Data to examine:

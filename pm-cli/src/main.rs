//! Demonstration entrypoint for the pattern matcher: tokenizes a toy
//! whitespace-delimited document, compiles a small built-in set of
//! sequence/within/any example patterns over its own vocabulary, feeds the
//! tokens through `pm-context`, and prints the resulting matches as JSON
//! Lines.

use std::collections::HashMap;
use std::io::Read;
use std::path::PathBuf;
use std::sync::Once;

use anyhow::{Context, Result};
use clap::Parser;
use pm_context::{CompiledPatternMatcher, PatternMatcherInstance};
use pm_model::JoinOp;

/// CLI arguments.
#[derive(Parser, Debug)]
#[command(name = "patternmatcher", version, about = "Pattern matcher demonstration CLI")]
struct Args {
    /// Path to a whitespace-tokenized text file; reads stdin if omitted.
    path: Option<PathBuf>,
    /// Compile-options file (overrides discovery of `patternmatcher.toml`).
    #[arg(long = "config")]
    config: Option<PathBuf>,
}

fn configure_logging() {
    let _ = tracing_subscriber::fmt()
        .with_env_filter(tracing_subscriber::EnvFilter::from_default_env())
        .with_writer(std::io::stderr)
        .try_init();
}

fn install_panic_hook() {
    static HOOK: Once = Once::new();
    HOOK.call_once(|| {
        let default_panic = std::panic::take_hook();
        std::panic::set_hook(Box::new(move |info| {
            tracing::error!(target: "cli.panic", ?info, "panic");
            default_panic(info);
        }));
    });
}

fn read_input(path: Option<&std::path::Path>) -> Result<String> {
    match path {
        Some(path) => std::fs::read_to_string(path)
            .with_context(|| format!("failed to read {}", path.display())),
        None => {
            let mut buf = String::new();
            std::io::stdin()
                .read_to_string(&mut buf)
                .context("failed to read stdin")?;
            Ok(buf)
        }
    }
}

/// One whitespace-delimited token: its text, byte offset, and byte length.
fn tokenize(text: &str) -> Vec<(String, u32, u32)> {
    let mut tokens = Vec::new();
    let mut start = None;
    for (i, ch) in text.char_indices() {
        if ch.is_whitespace() {
            if let Some(s) = start.take() {
                tokens.push((text[s..i].to_string(), s as u32, (i - s) as u32));
            }
        } else if start.is_none() {
            start = Some(i);
        }
    }
    if let Some(s) = start {
        tokens.push((text[s..].to_string(), s as u32, (text.len() - s) as u32));
    }
    tokens
}

/// Assign a dense term id to each distinct (lowercased) word, in order of
/// first appearance. Term ids are the caller's own dictionary — the core
/// never interprets them beyond identity.
fn intern_terms(tokens: &[(String, u32, u32)]) -> (Vec<u32>, Vec<(String, u32)>) {
    let mut by_word: HashMap<String, u32> = HashMap::new();
    let mut first_seen = Vec::new();
    let mut next_id = 1u32;

    let ids = tokens
        .iter()
        .map(|(word, _, _)| {
            let key = word.to_lowercase();
            *by_word.entry(key.clone()).or_insert_with(|| {
                let id = next_id;
                next_id += 1;
                first_seen.push((key, id));
                id
            })
        })
        .collect();

    (ids, first_seen)
}

/// Compile sequence/any/within demonstration patterns over the document's
/// own most-frequent-to-appear vocabulary. Returns `None` if the document
/// has too little distinct vocabulary to build any of them.
fn build_demo_matcher(
    options: pm_config::BuilderOptions,
    vocab: &[(String, u32)],
) -> Result<Option<CompiledPatternMatcher>> {
    if vocab.len() < 2 {
        return Ok(None);
    }

    let (w0, id0) = &vocab[0];
    let (w1, id1) = &vocab[1];

    let mut instance = PatternMatcherInstance::with_options(options);

    instance.push_term(*id0)?;
    instance.attach_variable("first")?;
    instance.push_term(*id1)?;
    instance.push_expression(JoinOp::Sequence, 2, 20, 0)?;
    instance.define_pattern(&format!("sequence_{w0}_{w1}"), true)?;

    instance.push_term(*id0)?;
    instance.push_term(*id1)?;
    instance.push_expression(JoinOp::Any, 2, 0, 1)?;
    instance.define_pattern(&format!("any_{w0}_or_{w1}"), true)?;

    if let Some((w2, id2)) = vocab.get(2) {
        instance.push_term(*id0)?;
        instance.push_term(*id1)?;
        instance.push_term(*id2)?;
        instance.push_expression(JoinOp::Within, 3, 30, 0)?;
        instance.define_pattern(&format!("within_{w0}_{w1}_{w2}"), true)?;
    }

    Ok(Some(instance.compile()?))
}

fn main() -> Result<()> {
    configure_logging();
    install_panic_hook();

    let args = Args::parse();
    let text = read_input(args.path.as_deref())?;
    let tokens = tokenize(&text);
    let (term_ids, vocab) = intern_terms(&tokens);

    tracing::info!(target: "cli", nof_tokens = tokens.len(), nof_distinct_terms = vocab.len(), "tokenized");

    let options = pm_config::load_from(args.config.clone());
    let Some(matcher) = build_demo_matcher(options, &vocab)? else {
        eprintln!("not enough distinct vocabulary to build demonstration patterns");
        return Ok(());
    };

    let mut ctx = matcher.create_context();
    for (ordpos, (term_id, (_, origpos, origsize))) in term_ids.iter().zip(tokens.iter()).enumerate() {
        ctx.put_input(*term_id, ordpos as u32, 0, *origpos, *origsize)?;
    }

    for result in ctx.fetch_results() {
        println!("{}", serde_json::to_string(&result)?);
    }

    let stats = ctx.statistics();
    tracing::info!(
        target: "cli",
        nof_programs_installed = stats.nof_programs_installed,
        nof_signals_fired = stats.nof_signals_fired,
        "done"
    );
    Ok(())
}

#[cfg(test)]
mod tests {
    use super::*;

    #[test]
    fn tokenize_splits_on_whitespace_and_tracks_byte_offsets() {
        let tokens = tokenize("the quick  fox");
        assert_eq!(tokens.len(), 3);
        assert_eq!(tokens[0], ("the".to_string(), 0, 3));
        assert_eq!(tokens[1], ("quick".to_string(), 4, 5));
        assert_eq!(tokens[2], ("fox".to_string(), 11, 3));
    }

    #[test]
    fn intern_terms_assigns_dense_ids_by_first_appearance() {
        let tokens = tokenize("the Fox the dog fox");
        let (ids, vocab) = intern_terms(&tokens);
        assert_eq!(ids, vec![1, 2, 1, 3, 2]);
        assert_eq!(
            vocab,
            vec![
                ("the".to_string(), 1),
                ("fox".to_string(), 2),
                ("dog".to_string(), 3),
            ]
        );
    }

    #[test]
    fn build_demo_matcher_needs_at_least_two_distinct_terms() {
        let tokens = tokenize("solo");
        let (_ids, vocab) = intern_terms(&tokens);
        let matcher = build_demo_matcher(pm_config::BuilderOptions::default(), &vocab).unwrap();
        assert!(matcher.is_none());
    }

    #[test]
    fn build_demo_matcher_fires_the_sequence_pattern_end_to_end() {
        let tokens = tokenize("the quick fox");
        let (term_ids, vocab) = intern_terms(&tokens);
        let matcher = build_demo_matcher(pm_config::BuilderOptions::default(), &vocab)
            .unwrap()
            .unwrap();

        let mut ctx = matcher.create_context();
        for (ordpos, (term_id, (_, origpos, origsize))) in term_ids.iter().zip(tokens.iter()).enumerate() {
            ctx.put_input(*term_id, ordpos as u32, 0, *origpos, *origsize).unwrap();
        }

        let results = ctx.fetch_results();
        assert!(results.iter().any(|r| r.name == "sequence_the_quick"));
    }
}
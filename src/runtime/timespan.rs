// This Source Code Form is subject to the terms of the Mozilla Public
// License, v. 2.0. If a copy of the MPL was not distributed with this
// file, You can obtain one at https://mozilla.org/MPL/2.0/.

use std::fmt;
use std::str::FromStr;
use std::time::Duration;

use serde::{Deserialize, Serialize};

use crate::error::ModelError;

/// A non-negative length of time with nanosecond precision
///
/// Used for episode durations and for offsets into an episode
/// (chapter marks, transcript segments, contributor presence).
#[derive(Debug, Clone, Copy, PartialEq, Eq, Hash, PartialOrd, Ord, Default, Serialize, Deserialize)]
#[serde(transparent)]
pub struct Timespan(Duration);

impl Timespan {
    pub const ZERO: Timespan = Timespan(Duration::ZERO);

    pub const fn from_secs(seconds: u64) -> Self {
        Self(Duration::from_secs(seconds))
    }

    pub const fn from_millis(millis: u64) -> Self {
        Self(Duration::from_millis(millis))
    }

    pub const fn from_nanos(nanos: u64) -> Self {
        Self(Duration::from_nanos(nanos))
    }

    pub const fn as_secs(&self) -> u64 {
        self.0.as_secs()
    }

    pub const fn as_millis(&self) -> u128 {
        self.0.as_millis()
    }

    pub const fn as_duration(&self) -> Duration {
        self.0
    }

    /// Difference `self - earlier`, or `None` if `earlier` is later than `self`
    pub fn checked_sub(&self, earlier: Timespan) -> Option<Timespan> {
        self.0.checked_sub(earlier.0).map(Self)
    }

    /// Parse a duration in one of the forms feeds use for `itunes:duration`
    ///
    /// Accepts `HH:MM:SS`, `MM:SS` and plain seconds. The last component may
    /// carry up to nine fractional digits (`01:02:03.5`). Every component
    /// must be plain ASCII digits; signs and exponents are rejected.
    pub fn parse(value: &str) -> Result<Self, ModelError> {
        let invalid = || ModelError::InvalidTimespan {
            value: value.to_string(),
        };

        let parts: Vec<&str> = value.trim().split(':').collect();
        if parts.len() > 3 {
            return Err(invalid());
        }

        let (last, leading) = parts.split_last().ok_or_else(invalid)?;

        let (whole, fraction) = match last.split_once('.') {
            Some((whole, fraction)) => (whole, Some(fraction)),
            None => (*last, None),
        };
        let seconds = parse_digits(whole).ok_or_else(invalid)?;
        let nanos = match fraction {
            Some(fraction) => parse_nanos(fraction).ok_or_else(invalid)?,
            None => 0,
        };

        // Hours and minutes must be whole numbers
        let mut minutes: u64 = 0;
        for part in leading {
            let n = parse_digits(part).ok_or_else(invalid)?;
            minutes = minutes
                .checked_mul(60)
                .and_then(|m| m.checked_add(n))
                .ok_or_else(invalid)?;
        }

        let total_seconds = minutes
            .checked_mul(60)
            .and_then(|s| s.checked_add(seconds))
            .ok_or_else(invalid)?;

        Ok(Self(Duration::new(total_seconds, nanos)))
    }
}

/// Parse a non-empty run of ASCII digits
fn parse_digits(s: &str) -> Option<u64> {
    if s.is_empty() || !s.bytes().all(|b| b.is_ascii_digit()) {
        return None;
    }
    s.parse().ok()
}

/// Parse 1 to 9 fractional digits as nanoseconds
fn parse_nanos(fraction: &str) -> Option<u32> {
    if fraction.len() > 9 {
        return None;
    }
    let digits = parse_digits(fraction)?;
    let scale = 10u64.pow(9 - fraction.len() as u32);
    u32::try_from(digits * scale).ok()
}

impl From<Duration> for Timespan {
    fn from(duration: Duration) -> Self {
        Self(duration)
    }
}

impl From<Timespan> for Duration {
    fn from(span: Timespan) -> Self {
        span.0
    }
}

impl FromStr for Timespan {
    type Err = ModelError;

    fn from_str(s: &str) -> Result<Self, Self::Err> {
        Self::parse(s)
    }
}

impl fmt::Display for Timespan {
    /// Formats as `HH:MM:SS`, dropping sub-second precision
    fn fmt(&self, f: &mut fmt::Formatter<'_>) -> fmt::Result {
        let total = self.0.as_secs();
        write!(
            f,
            "{:02}:{:02}:{:02}",
            total / 3600,
            (total % 3600) / 60,
            total % 60
        )
    }
}

#[cfg(test)]
mod tests {
    use super::*;

    #[test]
    fn parses_hours_minutes_seconds() {
        let span = Timespan::parse("01:02:03").unwrap();
        assert_eq!(span.as_secs(), 3723);
    }

    #[test]
    fn parses_minutes_seconds() {
        let span = Timespan::parse("30:00").unwrap();
        assert_eq!(span.as_secs(), 1800);
    }

    #[test]
    fn parses_plain_seconds() {
        let span = Timespan::parse("5400").unwrap();
        assert_eq!(span.as_secs(), 5400);
    }

    #[test]
    fn parses_fractional_seconds() {
        let span = Timespan::parse("00:00:01.5").unwrap();
        assert_eq!(span.as_millis(), 1500);
    }

    #[test]
    fn parses_nanosecond_fractions() {
        let span = Timespan::parse("2.000000001").unwrap();
        assert_eq!(span.as_duration(), Duration::new(2, 1));
    }

    #[test]
    fn large_seconds_keep_full_precision() {
        let span = Timespan::parse("9007199254740993").unwrap();
        assert_eq!(span.as_secs(), 9_007_199_254_740_993);
    }

    #[test]
    fn rejects_overflowing_values() {
        assert!(Timespan::parse("18446744073709551616").is_err());
        assert!(Timespan::parse("307445734561825861:00").is_err());
    }

    #[test]
    fn rejects_signs_and_exponents() {
        for value in ["1e3", "+30:00", "30:+00", "+5", "1.5e2", "inf", "NaN"] {
            assert!(
                matches!(Timespan::parse(value), Err(ModelError::InvalidTimespan { .. })),
                "expected {value:?} to be rejected"
            );
        }
    }

    #[test]
    fn rejects_malformed_values() {
        for value in [
            "", "abc", "1:2:3:4", "-5", "10:-1", "1.5:00", "1.", ".5", "1.2.3", "1.1234567890",
        ] {
            assert!(
                matches!(Timespan::parse(value), Err(ModelError::InvalidTimespan { .. })),
                "expected {value:?} to be rejected"
            );
        }
    }

    #[test]
    fn displays_as_clock_time() {
        assert_eq!(Timespan::from_secs(3723).to_string(), "01:02:03");
        assert_eq!(Timespan::from_millis(59_999).to_string(), "00:00:59");
        assert_eq!(Timespan::ZERO.to_string(), "00:00:00");
    }

    #[test]
    fn checked_sub_refuses_negative_results() {
        let start = Timespan::from_secs(10);
        let end = Timespan::from_secs(25);
        assert_eq!(end.checked_sub(start), Some(Timespan::from_secs(15)));
        assert_eq!(start.checked_sub(end), None);
    }
}
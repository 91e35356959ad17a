mod guid;
mod timespan;
mod timestamp;

pub use guid::Guid;
pub use timespan::Timespan;
pub use timestamp::Timestamp;
// This Source Code Form is subject to the terms of the Mozilla Public
// License, v. 2.0. If a copy of the MPL was not distributed with this
// file, You can obtain one at https://mozilla.org/MPL/2.0/.

use serde::{Deserialize, Serialize};
use url::Url;

use crate::model::contributor::Contributor;
use crate::model::enumerations::{EnclosureType, PictureType};
use crate::runtime::Guid;

/// Provenance and licensing fields shared by media assets
#[derive(Debug, Clone, PartialEq, Default, Serialize, Deserialize)]
pub struct Asset {
    /// Location of the asset, kept as given
    pub uri: String,
    /// Fabric id of the contributor who authored the asset
    ///
    /// This refers to a contributor owned elsewhere; use
    /// [`Asset::resolve_author`] to look it up.
    pub author: Option<Guid>,
    pub license: String,
    pub copyright: String,
}

impl Asset {
    pub fn new(uri: impl Into<String>) -> Self {
        Self {
            uri: uri.into(),
            ..Default::default()
        }
    }

    /// The asset URI, if it parses as an absolute URL
    pub fn parsed_uri(&self) -> Option<Url> {
        Url::parse(&self.uri).ok()
    }

    /// Find the author among a set of contributors
    pub fn resolve_author<'a>(&self, contributors: &'a [Contributor]) -> Option<&'a Contributor> {
        let author = self.author?;
        contributors.iter().find(|c| c.fabric.id == author)
    }
}

/// Cover art or other image
#[derive(Debug, Clone, PartialEq, Default, Serialize, Deserialize)]
pub struct Picture {
    pub asset: Asset,
    #[serde(rename = "type")]
    pub kind: PictureType,
    /// Width in pixels
    pub width: u32,
    /// Height in pixels
    pub height: u32,
}

impl Picture {
    pub fn new(uri: impl Into<String>, kind: PictureType) -> Self {
        Self {
            asset: Asset::new(uri),
            kind,
            width: 0,
            height: 0,
        }
    }
}

/// Media payload attached to an episode
#[derive(Debug, Clone, PartialEq, Default, Serialize, Deserialize)]
pub struct Enclosure {
    pub asset: Asset,
    #[serde(rename = "type")]
    pub kind: EnclosureType,
    pub mime_type: String,
    /// File size in bytes
    pub file_size: u64,
}

impl Enclosure {
    /// Create an enclosure advertising the default MIME type for `kind`
    pub fn new(uri: impl Into<String>, kind: EnclosureType, file_size: u64) -> Self {
        Self {
            asset: Asset::new(uri),
            kind,
            mime_type: kind.mime_type().to_string(),
            file_size,
        }
    }
}
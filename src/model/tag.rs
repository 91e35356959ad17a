// This Source Code Form is subject to the terms of the Mozilla Public
// License, v. 2.0. If a copy of the MPL was not distributed with this
// file, You can obtain one at https://mozilla.org/MPL/2.0/.

use serde::{Deserialize, Serialize};

use crate::model::contributor::Contributor;
use crate::model::fabric::Fabric;
use crate::runtime::Timespan;

/// A classification label attachable to content
#[derive(Debug, Clone, PartialEq, Default, Serialize, Deserialize)]
pub struct Tag {
    pub fabric: Fabric,
    pub name: String,
    pub description: String,
    pub creator: Contributor,
}

impl Tag {
    pub fn new(name: impl Into<String>) -> Self {
        Self {
            fabric: Fabric::new(),
            name: name.into(),
            ..Default::default()
        }
    }
}

/// Chapter marker within an episode
#[derive(Debug, Clone, PartialEq, Default, Serialize, Deserialize)]
pub struct ChapterTag {
    pub tag: Tag,
    pub start_time: Timespan,
    pub end_time: Timespan,
}

impl ChapterTag {
    pub fn new(name: impl Into<String>, start_time: Timespan, end_time: Timespan) -> Self {
        Self {
            tag: Tag::new(name),
            start_time,
            end_time,
        }
    }

    /// Chapter length, or `None` if it ends before it starts
    pub fn duration(&self) -> Option<Timespan> {
        self.end_time.checked_sub(self.start_time)
    }
}

/// Geographic location tag
#[derive(Debug, Clone, PartialEq, Default, Serialize, Deserialize)]
pub struct LocationTag {
    pub tag: Tag,
    pub address: String,
    #[serde(with = "crate::model::float")]
    pub latitude: f64,
    #[serde(with = "crate::model::float")]
    pub longitude: f64,
}

impl LocationTag {
    pub fn new(name: impl Into<String>, latitude: f64, longitude: f64) -> Self {
        Self {
            tag: Tag::new(name),
            address: String::new(),
            latitude,
            longitude,
        }
    }
}

/// Transcript segment with timing
#[derive(Debug, Clone, PartialEq, Default, Serialize, Deserialize)]
pub struct TranscriptTag {
    pub tag: Tag,
    pub text: String,
    pub start_time: Timespan,
    pub end_time: Timespan,
}

impl TranscriptTag {
    pub fn new(text: impl Into<String>, start_time: Timespan, end_time: Timespan) -> Self {
        Self {
            tag: Tag::new(String::new()),
            text: text.into(),
            start_time,
            end_time,
        }
    }

    /// Segment length, or `None` if it ends before it starts
    pub fn duration(&self) -> Option<Timespan> {
        self.end_time.checked_sub(self.start_time)
    }
}

/// Any of the specialized tag kinds
#[derive(Debug, Clone, PartialEq, Serialize, Deserialize)]
#[serde(tag = "kind", rename_all = "lowercase")]
pub enum TagVariant {
    Chapter(ChapterTag),
    Location(LocationTag),
    Transcript(TranscriptTag),
}

impl TagVariant {
    /// The common tag fields
    pub fn tag(&self) -> &Tag {
        match self {
            Self::Chapter(t) => &t.tag,
            Self::Location(t) => &t.tag,
            Self::Transcript(t) => &t.tag,
        }
    }

    pub fn tag_mut(&mut self) -> &mut Tag {
        match self {
            Self::Chapter(t) => &mut t.tag,
            Self::Location(t) => &mut t.tag,
            Self::Transcript(t) => &mut t.tag,
        }
    }

    /// Start and end offsets for timed tags
    pub fn time_range(&self) -> Option<(Timespan, Timespan)> {
        match self {
            Self::Chapter(t) => Some((t.start_time, t.end_time)),
            Self::Transcript(t) => Some((t.start_time, t.end_time)),
            Self::Location(_) => None,
        }
    }
}

impl From<ChapterTag> for TagVariant {
    fn from(tag: ChapterTag) -> Self {
        Self::Chapter(tag)
    }
}

impl From<LocationTag> for TagVariant {
    fn from(tag: LocationTag) -> Self {
        Self::Location(tag)
    }
}

impl From<TranscriptTag> for TagVariant {
    fn from(tag: TranscriptTag) -> Self {
        Self::Transcript(tag)
    }
}

/// A weighted link between content and a tag
///
/// `weight` is expected to lie in `[0.0, 1.0]` but any value is accepted,
/// including NaN and infinities.
#[derive(Debug, Clone, PartialEq, Default, Serialize, Deserialize)]
pub struct TagReference {
    pub tag: Tag,
    #[serde(with = "crate::model::float")]
    pub weight: f64,
}

impl TagReference {
    pub fn new(tag: Tag, weight: f64) -> Self {
        Self { tag, weight }
    }

    /// Whether the weight lies in `[0.0, 1.0]`
    pub fn is_weight_in_range(&self) -> bool {
        (0.0..=1.0).contains(&self.weight)
    }
}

What is expected: Write out the records above exactly, from the opening line to the line with "#[derive(Parser, Debug)]", including both, with nothing added.

Result for this exercise:
filename pm-cli/src/main.rs
//! Demonstration entrypoint for the pattern matcher: tokenizes a toy
//! whitespace-delimited document, compiles a small built-in set of
//! sequence/within/any example patterns over its own vocabulary, feeds the
//! tokens through `pm-context`, and prints the resulting matches as JSON
//! Lines.

use std::collections::HashMap;
use std::io::Read;
use std::path::PathBuf;
use std::sync::Once;

use anyhow::{Context, Result};
use clap::Parser;
use pm_context::{CompiledPatternMatcher, PatternMatcherInstance};
use pm_model::JoinOp;

/// CLI arguments.
#[derive(Parser, Debug)]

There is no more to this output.